A month after the surgery and after the swelling in her brain had subsided, Foulds was rolled into the doctor’s office in a wheelchair by her husband, Dennis. Once the stimulator in her brain was turned on, Foulds instantaneously got up and walked out of the office for the first time since her diagnosis.
“It was a miracle,” she says. “We both cried.”
Thanks to the deep brain stimulators, Foulds could walk normally again and her tremors had disappeared (except for when the stimulators are turned off for check-ups), but it took another five years before she found the courage to run again. It started with wanting to lose the weight she had gained during the years she couldn’t walk. So, she began with walking 30 minutes everyday.
When her son, Zachary, came home on leave from the Marines in 2009, he encouraged her to run from one light pole in a neighborhood park to another. The short jaunt had felt so good that upon exiting the park, Foulds saw a flyer for a local 5K and immediately signed up for it.
“It was kind of like PTSD for running,” says Foulds, referring to the negative association she had placed on running with her initial Parkinson’s diagnosis. “I’m really grateful [Zachary] had made me run a little bit, because if he hadn’t I would have never done it.”
Since then, Foulds has maintained a total weight loss of 90 pounds and has run 35 marathons to date, raising money and awareness for nonprofits like the National Parkinson’s Foundation. In 2011 she finally had the opportunity to finish what she had started in 1999: Train for and run the White Rock Marathon and complete her first marathon ever. She also ran the Boston Marathon twice—this year will be her third running.
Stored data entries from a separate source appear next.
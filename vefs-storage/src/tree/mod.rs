//! Sector trees: the copy-on-write Merkle structure every logical file is
//! stored as, plus the math for navigating it.

pub mod layout;
pub mod lut;
pub mod mt;
pub mod seq;
mod walker;

pub use layout::{RootSectorInfo, SectorReference};
pub use mt::{SectorTreeMt, TreeReadHandle};
pub use seq::{AccessMode, SectorTreeSeq};
pub use walker::{TreePath, TreePosition};
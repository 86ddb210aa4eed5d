//! Frequency filters backing the W-TinyLFU admission decision.

use std::collections::hash_map::DefaultHasher;
use std::hash::{Hash, Hasher};

/// splitmix64 step, used to derive independent probe positions from one
/// base hash.
fn splitmix64(state: &mut u64) -> u64 {
    *state = state.wrapping_add(0x9E37_79B9_7F4A_7C15);
    let mut z = *state;
    z = (z ^ (z >> 30)).wrapping_mul(0xBF58_476D_1CE4_E5B9);
    z = (z ^ (z >> 27)).wrapping_mul(0x94D0_49BB_1331_11EB);
    z ^ (z >> 31)
}

fn base_hash<K: Hash>(key: &K) -> u64 {
    let mut hasher = DefaultHasher::new();
    key.hash(&mut hasher);
    hasher.finish()
}

const NUM_PROBES: usize = 3;

fn probes<K: Hash>(key: &K, mask: u64) -> [usize; NUM_PROBES] {
    let mut state = base_hash(key);
    let mut out = [0usize; NUM_PROBES];
    for slot in &mut out {
        *slot = (splitmix64(&mut state) & mask) as usize;
    }
    out
}

/// Admission doorkeeper: remembers whether a key has been seen at all since
/// the last reset, so one-hit wonders never reach the counting sketch.
pub struct BloomFilter {
    bits: Vec<u64>,
    mask: u64,
}

impl BloomFilter {
    pub fn new(capacity: usize) -> Self {
        // 8 bits per expected entry, rounded up to a power of two
        let num_bits = (capacity.max(8) * 8).next_power_of_two();
        BloomFilter {
            bits: vec![0u64; num_bits / 64],
            mask: num_bits as u64 - 1,
        }
    }

    /// Records an observation; returns `true` if the key was new.
    pub fn observe<K: Hash>(&mut self, key: &K) -> bool {
        let mut newly_set = false;
        for probe in probes(key, self.mask) {
            let word = probe / 64;
            let bit = 1u64 << (probe % 64);
            if self.bits[word] & bit == 0 {
                self.bits[word] |= bit;
                newly_set = true;
            }
        }
        newly_set
    }

    pub fn estimate<K: Hash>(&self, key: &K) -> u32 {
        let seen = probes(key, self.mask)
            .into_iter()
            .all(|probe| self.bits[probe / 64] & (1 << (probe % 64)) != 0);
        u32::from(seen)
    }

    pub fn reset(&mut self) {
        self.bits.fill(0);
    }
}

/// Counting bloom filter with 4-bit saturating counters.
pub struct SpectralBloomFilter {
    // two counters per byte
    counters: Vec<u8>,
    mask: u64,
}

impl SpectralBloomFilter {
    pub fn new(capacity: usize) -> Self {
        let num_counters = (capacity.max(8) * 8).next_power_of_two();
        SpectralBloomFilter {
            counters: vec![0u8; num_counters / 2],
            mask: num_counters as u64 - 1,
        }
    }

    fn get(&self, probe: usize) -> u8 {
        let byte = self.counters[probe / 2];
        if probe % 2 == 0 {
            byte & 0x0f
        } else {
            byte >> 4
        }
    }

    fn put(&mut self, probe: usize, value: u8) {
        let byte = &mut self.counters[probe / 2];
        if probe % 2 == 0 {
            *byte = (*byte & 0xf0) | value;
        } else {
            *byte = (*byte & 0x0f) | (value << 4);
        }
    }

    /// Increments the key's counters; returns `false` once the estimate is
    /// saturated.
    pub fn observe<K: Hash>(&mut self, key: &K) -> bool {
        let positions = probes(key, self.mask);
        let minimum = positions
            .iter()
            .map(|&probe| self.get(probe))
            .min()
            .unwrap_or(0);
        if minimum == 0x0f {
            return false;
        }
        // conservative update: only the minimal counters grow
        for probe in positions {
            let current = self.get(probe);
            if current == minimum {
                self.put(probe, current + 1);
            }
        }
        true
    }

    pub fn estimate<K: Hash>(&self, key: &K) -> u32 {
        probes(key, self.mask)
            .into_iter()
            .map(|probe| self.get(probe))
            .min()
            .unwrap_or(0) as u32
    }

    /// Ages the sketch by halving every counter.
    pub fn reset(&mut self) {
        for byte in &mut self.counters {
            *byte = (*byte >> 1) & 0x77;
        }
    }
}
//! Cryptographic plumbing: key derivation, nonce counters and the AEAD
//! provider abstraction.

mod counter;
mod file_ctx;
mod kdf;
mod provider;

pub use counter::{AtomicCounter, Counter};
pub use file_ctx::FileCryptoCtx;
pub use kdf::kdf;
pub(crate) use kdf::domains;
pub use provider::{
    ct_compare, only_mac_crypto_provider, AesGcmProvider, CryptoProvider,
    OnlyMacProvider,
};
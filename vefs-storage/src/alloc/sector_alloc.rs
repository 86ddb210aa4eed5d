//! The archive-wide free-sector manager.

use std::sync::atomic::{AtomicBool, Ordering};
use std::sync::Arc;

use log::{debug, info, warn};
use parking_lot::Mutex;

use crate::alloc::block_manager::BlockManager;
use crate::alloc::cow::ArchiveTreeAllocator;
use crate::constants::SECTOR_PAYLOAD_SIZE;
use crate::crypto::FileCryptoCtx;
use crate::device::SectorDevice;
use crate::error::{Error, ErrorKind, Result, ResultExt};
use crate::id::SectorId;
use crate::tree::{AccessMode, RootSectorInfo, SectorTreeSeq};
use crate::util::{BitsetMut, BitsetRef};

/// How many sectors a single host-file growth mines at once.
const MINE_BATCH: u64 = 4;

/// Hands out physical sectors, growing the host file when the pool runs
/// dry. The free pool is persisted as a bitset in its own sector tree on
/// finalize and restored (or recovered) on open.
pub struct ArchiveSectorAllocator {
    device: Arc<SectorDevice>,
    manager: Mutex<BlockManager<SectorId>>,
    crypto_ctx: Arc<FileCryptoCtx>,
    leaked: AtomicBool,
}

impl ArchiveSectorAllocator {
    pub fn new(device: Arc<SectorDevice>, crypto_ctx: FileCryptoCtx) -> Self {
        ArchiveSectorAllocator {
            device,
            manager: Mutex::new(BlockManager::new()),
            crypto_ctx: Arc::new(crypto_ctx),
            leaked: AtomicBool::new(false),
        }
    }

    /// Crypto context of the free-sector index file.
    pub fn crypto_ctx(&self) -> &Arc<FileCryptoCtx> {
        &self.crypto_ctx
    }

    pub fn device(&self) -> &Arc<SectorDevice> {
        &self.device
    }

    pub fn alloc_one(&self) -> Result<SectorId> {
        let mut manager = self.manager.lock();
        match manager.alloc_one() {
            Ok(id) => return Ok(id),
            Err(err) if err.kind() == ErrorKind::ResourceExhausted => {}
            Err(err) => return Err(err),
        }
        self.mine_new(&mut manager, MINE_BATCH)?;
        manager.alloc_one()
    }

    fn mine_new(
        &self,
        manager: &mut BlockManager<SectorId>,
        num: u64,
    ) -> Result<()> {
        let old_size = self.device.size();
        self.device.resize(old_size + num).map_err(|err| {
            Error::wrapping(ErrorKind::ResourceExhausted, err)
        })?;
        debug!("mined {num} sectors, host file now holds {}", old_size + num);

        if let Err(err) =
            manager.dealloc_contiguous(SectorId::new(old_size), num)
        {
            // roll the growth back; losing track of fresh sectors leaks them
            if self.device.resize(old_size).is_err() {
                self.on_leak_detected();
            }
            return Err(err);
        }
        Ok(())
    }

    pub fn dealloc_one(&self, which: SectorId) -> Result<()> {
        if which.is_master() {
            return Err(ErrorKind::InvalidArgument.into());
        }
        self.manager.lock().dealloc_one(which)
    }

    pub fn dealloc_one_leaky(&self, which: SectorId) {
        if self.dealloc_one(which).is_err() {
            self.on_leak_detected();
        }
    }

    pub fn merge_from(
        &self,
        other: &mut BlockManager<SectorId>,
    ) -> Result<()> {
        self.manager.lock().merge_from(other)
    }

    pub fn merge_disjunct(
        &self,
        other: &mut BlockManager<SectorId>,
    ) -> Result<()> {
        self.manager.lock().merge_disjunct(other)
    }

    pub fn on_leak_detected(&self) {
        warn!("sector leak detected, the next open should run recovery");
        self.leaked.store(true, Ordering::Release);
    }

    pub fn sector_leak_detected(&self) -> bool {
        self.leaked.load(Ordering::Acquire)
    }

    /// Starts from an empty pool; sectors are mined on demand.
    pub fn initialize_new(&self) -> Result<()> {
        self.manager.lock().clear();
        Ok(())
    }

    /// Releases the trailing free range back to the host file.
    pub fn trim_trailing(&self) -> Result<()> {
        let num_sectors = self.device.size();
        let trimmed = {
            let mut manager = self.manager.lock();
            manager.trim_ids(SectorId::new(num_sectors))
        };
        if trimmed > 0 {
            self.device.resize(num_sectors - trimmed)?;
            info!("released {trimmed} trailing free sectors");
        }
        Ok(())
    }

    /// Restores the pool from a persisted free-sector index, then releases
    /// the trailing free range back to the host file.
    pub fn initialize_from(&self, root: RootSectorInfo) -> Result<()> {
        let num_sectors = self.device.size();
        let image_bytes = root.maximum_extent as usize;
        let mut image = vec![0u8; image_bytes];

        let mut tree = SectorTreeSeq::open_existing(
            self.device.clone(),
            self.crypto_ctx.clone(),
            root,
            ArchiveTreeAllocator::new(self),
        )
        .with_file_path("[free-block-list]")?;

        for (leaf, chunk) in
            image.chunks_mut(SECTOR_PAYLOAD_SIZE).enumerate()
        {
            tree.move_to(leaf as u64, AccessMode::Read)
                .with_file_path("[free-block-list]")?;
            chunk.copy_from_slice(&tree.bytes()[..chunk.len()]);
        }

        // the master sector can never be free, whatever the image claims
        if !image.is_empty() {
            image[0] |= 1;
        }

        let covered = (image_bytes as u64 * 8).min(num_sectors);
        let mut manager = self.manager.lock();
        manager.clear();
        manager.parse_bitset(
            &BitsetRef::new(&image),
            SectorId::MASTER,
            covered as usize,
        )?;

        if covered == num_sectors {
            let trimmed = manager.trim_ids(SectorId::new(num_sectors));
            if trimmed > 0 {
                drop(manager);
                self.device.resize(num_sectors - trimmed)?;
                info!("released {trimmed} trailing free sectors");
            }
        }
        Ok(())
    }

    /// Writes the current pool as a bitset into a fresh sector tree and
    /// stores its root in the archive header next to the directory root.
    ///
    /// The snapshot is taken before the index tree itself allocates, so the
    /// tree's own sectors read as free in the stored image; that is exactly
    /// right because the tree is discarded again after the next open parses
    /// it.
    pub fn finalize(
        &self,
        directory_ctx: &FileCryptoCtx,
        directory_root: RootSectorInfo,
    ) -> Result<()> {
        let num_sectors = self.device.size();
        let image_bytes = num_sectors.div_ceil(8) as usize;
        let mut image = vec![0u8; image_bytes];
        self.manager.lock().write_to_bitset(
            BitsetMut::new(&mut image),
            SectorId::MASTER,
            num_sectors as usize,
        );

        let mut tree = SectorTreeSeq::create_new(
            self.device.clone(),
            self.crypto_ctx.clone(),
            ArchiveTreeAllocator::new(self),
        )
        .with_file_path("[free-block-list]")?;

        for (leaf, chunk) in image.chunks(SECTOR_PAYLOAD_SIZE).enumerate() {
            tree.move_to(leaf as u64, AccessMode::Create)
                .with_file_path("[free-block-list]")?;
            tree.writable_bytes()[..chunk.len()].copy_from_slice(chunk);
        }

        let mut index_root = tree.commit().with_file_path("[free-block-list]")?;
        index_root.maximum_extent = image_bytes as u64;

        self.device.update_header(
            directory_ctx,
            directory_root,
            &self.crypto_ctx,
            index_root,
        )
    }
}

#[cfg(test)]
mod tests {
    use super::*;
    use crate::crypto::OnlyMacProvider;
    use crate::device::ArchiveOpening;

    fn test_allocator() -> (tempfile::TempDir, Arc<ArchiveSectorAllocator>) {
        let dir = tempfile::tempdir().unwrap();
        let file = std::fs::File::options()
            .read(true)
            .write(true)
            .create(true)
            .truncate(false)
            .open(dir.path().join("archive.vefs"))
            .unwrap();
        let ArchiveOpening {
            device,
            free_sector_index,
            ..
        } = crate::device::SectorDevice::create_new(
            file,
            Box::new(OnlyMacProvider),
            &[0u8; 32],
        )
        .unwrap();
        let allocator = Arc::new(ArchiveSectorAllocator::new(
            Arc::new(device),
            free_sector_index.crypto_ctx,
        ));
        (dir, allocator)
    }

    #[test]
    fn exhaustion_grows_the_host_file_in_batches() {
        let (_dir, allocator) = test_allocator();
        assert_eq!(allocator.device().size(), 1);

        let first = allocator.alloc_one().unwrap();
        assert_eq!(first, SectorId::new(1));
        assert_eq!(allocator.device().size(), 1 + MINE_BATCH);

        // the rest of the batch is served without growing again
        for expected in 2..=MINE_BATCH {
            assert_eq!(allocator.alloc_one().unwrap(), SectorId::new(expected));
        }
        assert_eq!(allocator.device().size(), 1 + MINE_BATCH);
    }

    #[test]
    fn deallocated_sectors_are_reused_first() {
        let (_dir, allocator) = test_allocator();
        let a = allocator.alloc_one().unwrap();
        let _b = allocator.alloc_one().unwrap();
        allocator.dealloc_one(a).unwrap();
        assert_eq!(allocator.alloc_one().unwrap(), a);
    }

    #[test]
    fn finalize_and_initialize_round_trip_the_pool() {
        let (_dir, allocator) = test_allocator();
        let ids: Vec<SectorId> =
            (0..6).map(|_| allocator.alloc_one().unwrap()).collect();
        allocator.dealloc_one(ids[2]).unwrap();
        allocator.dealloc_one(ids[4]).unwrap();

        let directory_ctx =
            allocator.device().create_file_secrets().unwrap();
        allocator
            .finalize(&directory_ctx, RootSectorInfo::default())
            .unwrap();

        // reopen path: a fresh allocator parses the stored bitset
        let file = std::fs::File::options()
            .read(true)
            .write(true)
            .open(_dir.path().join("archive.vefs"))
            .unwrap();
        drop(allocator);
        let ArchiveOpening {
            device,
            free_sector_index,
            ..
        } = crate::device::SectorDevice::open_existing(
            file,
            Box::new(OnlyMacProvider),
            &[0u8; 32],
        )
        .unwrap();
        let recovered = Arc::new(ArchiveSectorAllocator::new(
            Arc::new(device),
            free_sector_index.crypto_ctx,
        ));
        recovered
            .initialize_from(free_sector_index.tree_info)
            .unwrap();

        // the two freed sectors come back before the file grows again
        let size_before = recovered.device().size();
        let x = recovered.alloc_one().unwrap();
        let y = recovered.alloc_one().unwrap();
        assert!([ids[2], ids[4]].contains(&x));
        assert!([ids[2], ids[4]].contains(&y));
        assert_eq!(recovered.device().size(), size_before);
    }
}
Foulds’ first Boston Marathon experience occurred in 2013. She and more than 3,000 other runners had been stopped at mile 23.8 with no information or cell phone service to relay news about the terrorist bombs at the finish line. It was another hour before they were moved off the course to a nearby school for shelter, and not until 10 p.m. when Foulds got back to her hotel room, where she was reunited with her unharmed husband who had been waiting for her at the finish line.
The following year she and others who didn’t finish were invited back by the B.A.A. “It was probably the best experience of running I’ve ever had,” Foulds says. “It was really wonderful.”
This year Foulds is running in the mobility and impaired category at Boston and as one of the Global Heroes, a team of 25 runners with implanted medical devices sponsored by the Medtronic Foundation—the same medical device company that made the rechargeable battery implanted into Foulds’ chest in August of 2014. The battery is built to last nine years. Before that Foulds was having surgery almost every year to replace the battery.
“It’s kind of like those cell phone chargers you use to lay your cell phone on them,” describes Foulds who chargers hers every night, even though it can last up to three days. “There’s a big pad, I lay it on my chest and it charges from a remote that I have wirelessly.”
The 2016 Boston Marathon might be Foulds’ last. She says she wants to explore doing other races and recently joined the 50 States Marathon Club.
“It’s looked at worldwide as the marathon everyone wants to get into and the idea that in 1999 when they told me I had Parkinson’s—I didn’t think I would be able to walk anymore—and now here I am doing the Boston Marathon,” says Foulds, who holds a 4:26 marathon PR. “Actually every marathon that I do is a big deal for me. The fact that I’m out there still doing it, still running.”